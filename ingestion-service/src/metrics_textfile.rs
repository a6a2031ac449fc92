//! Prometheus text rendering of the run's counters, written once at exit
//! for a node-exporter textfile collector to pick up.

use std::{fs, path::Path};

use metrics_exporter_prometheus::{PrometheusBuilder, PrometheusHandle};
use once_cell::sync::OnceCell;

static PROM_HANDLE: OnceCell<PrometheusHandle> = OnceCell::new();

/// Install the global Prometheus recorder. Later calls are no-ops.
pub fn init() -> anyhow::Result<()> {
    if PROM_HANDLE.get().is_some() {
        return Ok(());
    }

    let handle = PrometheusBuilder::new()
        .install_recorder()
        .map_err(|e| anyhow::anyhow!("failed to install Prometheus metrics recorder: {e}"))?;

    // Ignore error if the handle was already set by a concurrent caller.
    let _ = PROM_HANDLE.set(handle);
    Ok(())
}

/// Write the current rendering to `path`, via a sibling temp file so the
/// collector never reads a partial file.
pub fn write_textfile(path: &Path) -> anyhow::Result<()> {
    let handle = PROM_HANDLE
        .get()
        .ok_or_else(|| anyhow::anyhow!("Prometheus recorder not initialized"))?;

    let tmp = path.with_extension("prom.tmp");
    fs::write(&tmp, handle.render())?;
    fs::rename(&tmp, path)?;
    Ok(())
}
---
WORK ORDER. Repeat all the entries exactly as given.

WRITTEN SOLUTION.
filename ingestion-service/src/metrics_textfile.rs
repository a6a2031ac449fc92
//! Prometheus text rendering of the run's counters, written once at exit
//! for a node-exporter textfile collector to pick up.

use std::{fs, path::Path};

use metrics_exporter_prometheus::{PrometheusBuilder, PrometheusHandle};
use once_cell::sync::OnceCell;

static PROM_HANDLE: OnceCell<PrometheusHandle> = OnceCell::new();

/// Install the global Prometheus recorder. Later calls are no-ops.
pub fn init() -> anyhow::Result<()> {
    if PROM_HANDLE.get().is_some() {
        return Ok(());
    }

    let handle = PrometheusBuilder::new()
        .install_recorder()
        .map_err(|e| anyhow::anyhow!("failed to install Prometheus metrics recorder: {e}"))?;

    // Ignore error if the handle was already set by a concurrent caller.
    let _ = PROM_HANDLE.set(handle);
    Ok(())
}

/// Write the current rendering to `path`, via a sibling temp file so the
/// collector never reads a partial file.
pub fn write_textfile(path: &Path) -> anyhow::Result<()> {
    let handle = PROM_HANDLE
        .get()
        .ok_or_else(|| anyhow::anyhow!("Prometheus recorder not initialized"))?;

    let tmp = path.with_extension("prom.tmp");
    fs::write(&tmp, handle.render())?;
    fs::rename(&tmp, path)?;
    Ok(())
}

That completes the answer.